(Stored items)

#####

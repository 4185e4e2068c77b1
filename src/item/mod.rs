//! List entries and their identifiers.

mod item;

pub(crate) use item::trim_name;
pub use item::{Item, ItemId, SnapshotError};
use serde::{Deserialize, Serialize};
use std::fmt;
use thiserror::Error;

/// Why a deserialized snapshot was refused.
#[derive(Debug, Error, PartialEq, Eq)]
pub enum SnapshotError {
    #[error("item {0} has a blank name")]
    BlankName(ItemId),
    #[error("item id {0} appears more than once")]
    DuplicateId(ItemId),
}

/// Strip surrounding whitespace, byte order marks included.
pub(crate) fn trim_name(raw: &str) -> &str {
    raw.trim_matches(|c: char| c.is_whitespace() || c == '\u{feff}')
}

/// Opaque identifier of an [`Item`], unique within a session.
#[derive(Clone, Debug, PartialEq, Eq, Hash, Serialize, Deserialize)]
#[serde(transparent)]
pub struct ItemId(String);

impl ItemId {
    /// Wrap an already generated identifier.
    pub fn new(id: impl Into<String>) -> Self {
        Self(id.into())
    }

    /// The identifier as text.
    pub fn as_str(&self) -> &str {
        &self.0
    }
}

impl fmt::Display for ItemId {
    fn fmt(&self, f: &mut fmt::Formatter<'_>) -> fmt::Result {
        f.write_str(&self.0)
    }
}

impl From<&str> for ItemId {
    fn from(id: &str) -> Self {
        Self::new(id)
    }
}

/// A single entry on the grocery list.
///
/// Name and id are fixed at creation. The only mutation is flipping
/// `purchased`, which produces a new value via [`Item::toggled`].
/// Deserializing goes through the same trimming and blank check as
/// [`Item::new`].
#[derive(Clone, Debug, PartialEq, Eq, Serialize, Deserialize)]
#[serde(try_from = "RawItem")]
pub struct Item {
    id: ItemId,
    name: String,
    purchased: bool,
}

#[derive(Deserialize)]
struct RawItem {
    id: ItemId,
    name: String,
    #[serde(default)]
    purchased: bool,
}

impl TryFrom<RawItem> for Item {
    type Error = SnapshotError;

    fn try_from(raw: RawItem) -> Result<Self, Self::Error> {
        let item = Item::new(raw.id.clone(), &raw.name)
            .ok_or(SnapshotError::BlankName(raw.id))?;
        Ok(Self {
            purchased: raw.purchased,
            ..item
        })
    }
}

impl Item {
    /// Build a new, unpurchased item from raw user text.
    ///
    /// Returns `None` when the text is empty after trimming.
    pub fn new(id: ItemId, raw_name: &str) -> Option<Self> {
        let name = trim_name(raw_name);
        if name.is_empty() {
            return None;
        }
        Some(Self {
            id,
            name: name.to_string(),
            purchased: false,
        })
    }

    /// The item's session-unique id.
    pub fn id(&self) -> &ItemId {
        &self.id
    }

    /// The trimmed display name.
    pub fn name(&self) -> &str {
        &self.name
    }

    /// Whether the item has been marked as purchased.
    pub fn is_purchased(&self) -> bool {
        self.purchased
    }

    /// A copy of this item with `purchased` negated.
    pub fn toggled(&self) -> Self {
        Self {
            purchased: !self.purchased,
            ..self.clone()
        }
    }
}
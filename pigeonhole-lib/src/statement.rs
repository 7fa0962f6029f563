use std::{
    fs::File,
    io::{Cursor, Read},
    path::Path,
};

use calamine::{Data, Reader};
use derive_more::{From, Into};
use displaydoc::Display;
use serde::Serialize;
use thiserror::Error;

#[derive(Error, Debug, Display)]
pub enum Error {
    /// io: {0}
    Io(#[from] std::io::Error),
    /// csv: {0}
    Csv(#[from] csv::Error),
    /// spreadsheet: {0}
    Spreadsheet(#[from] calamine::Error),
    /// workbook has no sheets
    NoSheets,
    /// statement has no rows
    Empty,
}

/// One record of the bank statement: ordered column values as text
#[derive(Debug, Clone, Default, PartialEq, From, Into, Serialize)]
pub struct Row {
    pub columns: Vec<String>,
}

impl Row {
    /// Column value by zero-based index, if the row is long enough
    pub fn column(&self, index: usize) -> Option<&str> {
        self.columns.get(index).map(String::as_str)
    }
}

/// A bank statement: the header row plus the data rows in source order
///
/// Row 0 of the input is strictly the header. It is kept for reference and
/// never categorized or aggregated.
#[derive(Debug, Clone)]
pub struct Statement {
    /// Row 0 of the input
    pub header: Row,
    /// Data rows in source order
    pub rows: Vec<Row>,
}

impl Statement {
    /// Create a new statement from already-parsed rows, header first
    pub fn from_rows(rows: Vec<Row>) -> Result<Self, Error> {
        let mut rows = rows.into_iter();
        let header = rows.next().ok_or(Error::Empty)?;
        Ok(Self {
            header,
            rows: rows.collect(),
        })
    }

    /// Read a statement, picking the reader by file extension
    pub fn from_path<P: AsRef<Path>>(path: P) -> Result<Self, Error> {
        let path = path.as_ref();
        let spreadsheet = path.extension().map_or(false, |extension| {
            extension.eq_ignore_ascii_case("xlsx") || extension.eq_ignore_ascii_case("xls")
        });
        if spreadsheet {
            Self::from_xlsx_file(path)
        } else {
            Self::from_csv_file(path)
        }
    }

    /// Read a statement from the first sheet of a workbook
    pub fn from_xlsx_file<P: AsRef<Path>>(path: P) -> Result<Self, Error> {
        let mut workbook = calamine::open_workbook_auto(path)?;
        let sheet = workbook
            .sheet_names()
            .first()
            .cloned()
            .ok_or(Error::NoSheets)?;
        let range = workbook.worksheet_range(&sheet)?;
        let rows = range
            .rows()
            .map(|cells| Row::from(cells.iter().map(cell_text).collect::<Vec<_>>()))
            .collect();
        Self::from_rows(rows)
    }

    /// Read a statement from a csv file
    pub fn from_csv_file<P: AsRef<Path>>(path: P) -> Result<Self, Error> {
        Self::from_reader(File::open(path)?)
    }

    /// Read a statement from a csv buffer
    pub fn from_csv_buffer<B: AsRef<[u8]>>(buffer: B) -> Result<Self, Error> {
        Self::from_reader(Cursor::new(buffer))
    }

    /// Read a statement from a csv reader
    pub fn from_reader<R: Read>(reader: R) -> Result<Self, Error> {
        let mut reader = csv::ReaderBuilder::new()
            .has_headers(false)
            .flexible(true)
            .from_reader(reader);
        let mut rows = Vec::new();
        for record in reader.records() {
            let record = record?;
            rows.push(Row::from(
                record.iter().map(String::from).collect::<Vec<_>>(),
            ));
        }
        Self::from_rows(rows)
    }
}

/// Render a workbook cell as text
///
/// Strings as-is, booleans as `true`/`false`, numbers as their decimal
/// form, anything else as the empty string.
pub(crate) fn cell_text(cell: &Data) -> String {
    match cell {
        Data::String(text) => text.clone(),
        Data::Bool(value) => value.to_string(),
        Data::Float(value) => value.to_string(),
        Data::Int(value) => value.to_string(),
        _ => String::new(),
    }
}
use test_case::test_case;

use super::format_amount;

#[test_case(1234567890.123456, "1,234,567,890.12"; "large_fraction")]
#[test_case(123456.0, "123,456.00"; "pos_123456")]
#[test_case(-123456.0, "-123,456.00"; "neg_123456")]
#[test_case(0.0, "0.00"; "zero")]
#[test_case(0.009, "0.01"; "round_up")]
#[test_case(0.001, "0.00"; "pos_round_down")]
#[test_case(-0.001, "0.00"; "neg_round_down")]
#[test_case(123.0, "123.00"; "pos_123")]
#[test_case(-123.0, "-123.00"; "neg_123")]
#[test_case(-9876.54321, "-9,876.54"; "neg_truncate")]
fn test_format_amount(input: f64, expected_output: &str) {
    let formatted_output = format_amount(input);
    assert_eq!(formatted_output, expected_output);
}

#####

§ **Task goal**: From the entries above, copy out every line where the string "zero" appears.

§ **Solution for this task**:
    /// Column value by zero-based index, if the row is long enough
#[test_case(0.0, "0.00"; "zero")]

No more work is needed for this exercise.